--- GOAL OF THE EXERCISE ---
Search the listing for "HashMap" and copy every line where it appears.

--- DATA FOR REVIEW ---
use std::net::IpAddr;
use std::time::Duration;

use quarry_core::error::AppError;
use quarry_core::traits::Fetcher;
use reqwest::Client;
use reqwest::header::{ACCEPT, HeaderMap, HeaderValue};
use url::Url;

pub const DEFAULT_USER_AGENT: &str = "Quarry/0.1 (job board aggregator)";

/// HTTP fetcher for job-board APIs, built on reqwest.
///
/// Board URLs are operator input, so requests to private, loopback and
/// link-local addresses are refused unless [`allow_private_urls`] is called.
///
/// [`allow_private_urls`]: Self::allow_private_urls
#[derive(Clone)]
pub struct ReqwestFetcher {
    client: Client,
    timeout: Duration,
    block_private: bool,
}

impl ReqwestFetcher {
    pub fn new() -> Result<Self, AppError> {
        Self::with_options(Duration::from_secs(30), DEFAULT_USER_AGENT)
    }

    pub fn with_options(timeout: Duration, user_agent: &str) -> Result<Self, AppError> {
        let mut headers = HeaderMap::new();
        headers.insert(
            ACCEPT,
            HeaderValue::from_static("application/json, text/html;q=0.9, */*;q=0.5"),
        );

        let client = Client::builder()
            .user_agent(user_agent)
            .default_headers(headers)
            .timeout(timeout)
            .build()
            .map_err(|e| AppError::HttpError(e.to_string()))?;

        Ok(Self {
            client,
            timeout,
            block_private: true,
        })
    }

    /// Permit requests to private/reserved addresses (local test servers).
    pub fn allow_private_urls(mut self) -> Self {
        self.block_private = false;
        self
    }
}

impl Fetcher for ReqwestFetcher {
    async fn fetch(&self, url: &str) -> Result<String, AppError> {
        if self.block_private {
            ensure_public_target(url).await?;
        }

        tracing::debug!(%url, "GET");
        let response = self.client.get(url).send().await.map_err(|e| {
            if e.is_timeout() {
                AppError::Timeout(self.timeout)
            } else if e.is_connect() {
                AppError::NetworkError(format!("Connection failed: {e}"))
            } else {
                AppError::HttpError(e.to_string())
            }
        })?;

        let status = response.status();
        if !status.is_success() {
            return Err(AppError::HttpError(format!(
                "HTTP {} for {}",
                status.as_u16(),
                url
            )));
        }

        response
            .text()
            .await
            .map_err(|e| AppError::HttpError(format!("Failed to read response body: {e}")))
    }
}

/// Reject non-HTTP schemes and hosts that resolve to non-public addresses.
async fn ensure_public_target(url: &str) -> Result<(), AppError> {
    let parsed = Url::parse(url).map_err(|e| AppError::HttpError(format!("Invalid URL: {e}")))?;

    if !matches!(parsed.scheme(), "http" | "https") {
        return Err(AppError::HttpError(format!(
            "URL scheme '{}' is not allowed (only http/https)",
            parsed.scheme()
        )));
    }

    let host = parsed
        .host_str()
        .ok_or_else(|| AppError::HttpError("URL has no host".to_string()))?;
    let host = host.trim_start_matches('[').trim_end_matches(']');

    let addrs: Vec<IpAddr> = match host.parse::<IpAddr>() {
        Ok(ip) => vec![ip],
        Err(_) => {
            let port = parsed.port_or_known_default().unwrap_or(443);
            tokio::net::lookup_host((host, port))
                .await
                .map_err(|e| AppError::NetworkError(format!("DNS resolution failed for {host}: {e}")))?
                .map(|sa| sa.ip())
                .collect()
        }
    };

    if addrs.is_empty() {
        return Err(AppError::NetworkError(format!(
            "DNS resolution returned no addresses for {host}"
        )));
    }

    if let Some(ip) = addrs.into_iter().find(|ip| is_non_public(*ip)) {
        return Err(AppError::HttpError(format!(
            "Blocked request to {host}: resolves to non-public address {ip}"
        )));
    }

    Ok(())
}

fn is_non_public(ip: IpAddr) -> bool {
    match ip {
        IpAddr::V4(v4) => {
            let [a, b, ..] = v4.octets();
            v4.is_loopback()
                || v4.is_private()
                || v4.is_link_local()
                || v4.is_unspecified()
                || v4.is_broadcast()
                || v4.is_documentation()
                // 100.64.0.0/10 carrier-grade NAT
                || (a == 100 && (b & 0xC0) == 64)
        }
        IpAddr::V6(v6) => {
            let first = v6.segments()[0];
            v6.is_loopback()
                || v6.is_unspecified()
                || (first & 0xFFC0) == 0xFE80
                || (first & 0xFE00) == 0xFC00
                || v6.to_ipv4_mapped().is_some_and(|v4| is_non_public(IpAddr::V4(v4)))
        }
    }
}
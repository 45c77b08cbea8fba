//! Uniform contract for per-ATS scrapers and the registry that dispatches to them.

use std::collections::HashMap;
use std::sync::Arc;

use async_trait::async_trait;

use crate::error::AppError;
use crate::models::RawPosting;
use crate::source::SourceType;

/// Fetches the postings currently listed on one job board.
///
/// Implementations fail with a scrape failure (see
/// [`AppError::is_scrape_failure`]) instead of returning a partial result.
/// Every emitted `job_url` must be absolute: the identity hash is derived
/// from it.
#[async_trait]
pub trait JobBoardAdapter: Send + Sync {
    fn source_type(&self) -> SourceType;

    async fn fetch(&self, board_url: &str) -> Result<Vec<RawPosting>, AppError>;
}

/// Adapters keyed by the ATS family they handle.
#[derive(Clone, Default)]
pub struct AdapterRegistry {
    adapters: HashMap<SourceType, Arc<dyn JobBoardAdapter>>,
}

impl AdapterRegistry {
    pub fn new() -> Self {
        Self::default()
    }

    /// Register an adapter under its own source type, replacing any previous one.
    pub fn register(&mut self, adapter: Arc<dyn JobBoardAdapter>) -> &mut Self {
        self.adapters.insert(adapter.source_type(), adapter);
        self
    }

    pub fn with(mut self, adapter: Arc<dyn JobBoardAdapter>) -> Self {
        self.register(adapter);
        self
    }

    pub fn get(&self, source_type: SourceType) -> Option<Arc<dyn JobBoardAdapter>> {
        self.adapters.get(&source_type).cloned()
    }

    pub fn source_types(&self) -> Vec<SourceType> {
        let mut types: Vec<_> = self.adapters.keys().copied().collect();
        types.sort();
        types
    }

    pub fn len(&self) -> usize {
        self.adapters.len()
    }

    pub fn is_empty(&self) -> bool {
        self.adapters.is_empty()
    }
}

#[cfg(test)]
mod tests {
    use super::*;
    use crate::testutil::MockAdapter;

    #[test]
    fn registry_resolves_by_type() {
        let registry = AdapterRegistry::new()
            .with(Arc::new(MockAdapter::new(SourceType::Lever)))
            .with(Arc::new(MockAdapter::new(SourceType::Ashby)));

        assert_eq!(registry.len(), 2);
        assert!(registry.get(SourceType::Lever).is_some());
        assert!(registry.get(SourceType::Greenhouse).is_none());
        assert_eq!(
            registry.source_types(),
            vec![SourceType::Lever, SourceType::Ashby]
        );
    }

    #[test]
    fn register_replaces_existing() {
        let first = Arc::new(MockAdapter::new(SourceType::Lever));
        let second = Arc::new(
            MockAdapter::new(SourceType::Lever)
                .with_board("https://jobs.lever.co/acme", vec![RawPosting::new("A", "https://x/1")]),
        );
        let mut registry = AdapterRegistry::new();
        registry.register(first).register(second.clone());

        assert_eq!(registry.len(), 1);
        let resolved = registry.get(SourceType::Lever).unwrap();
        assert!(Arc::ptr_eq(
            &resolved,
            &(second as Arc<dyn JobBoardAdapter>)
        ));
    }

    #[tokio::test]
    async fn dispatch_through_trait_object() {
        let registry = AdapterRegistry::new().with(Arc::new(
            MockAdapter::new(SourceType::Breezy).with_board(
                "https://acme.breezy.hr/",
                vec![RawPosting::new("Engineer", "https://acme.breezy.hr/p/1")],
            ),
        ));

        let adapter = registry.get(SourceType::Breezy).unwrap();
        let postings = adapter.fetch("https://acme.breezy.hr/").await.unwrap();
        assert_eq!(postings.len(), 1);
        assert_eq!(postings[0].title.as_deref(), Some("Engineer"));
    }
}
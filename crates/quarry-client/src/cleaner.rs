use std::sync::Arc;

use htmd::HtmlToMarkdown;
use quarry_core::error::AppError;
use quarry_core::traits::Cleaner;

/// Turns posting-description HTML into readable Markdown text.
#[derive(Clone)]
pub struct HtmdCleaner {
    converter: Arc<HtmlToMarkdown>,
}

impl HtmdCleaner {
    pub fn new() -> Self {
        let converter = HtmlToMarkdown::builder()
            .skip_tags(vec!["script", "style", "noscript", "iframe", "svg", "img", "form"])
            .build();

        Self {
            converter: Arc::new(converter),
        }
    }
}

impl Default for HtmdCleaner {
    fn default() -> Self {
        Self::new()
    }
}

impl Cleaner for HtmdCleaner {
    fn clean(&self, html: &str) -> Result<String, AppError> {
        self.converter
            .convert(html)
            .map(|md| md.trim().to_string())
            .map_err(|e| AppError::ParseError(format!("Could not convert description HTML: {e}")))
    }
}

--- EXERCISE RESULT ---
use std::collections::HashMap;
    adapters: HashMap<SourceType, Arc<dyn JobBoardAdapter>>,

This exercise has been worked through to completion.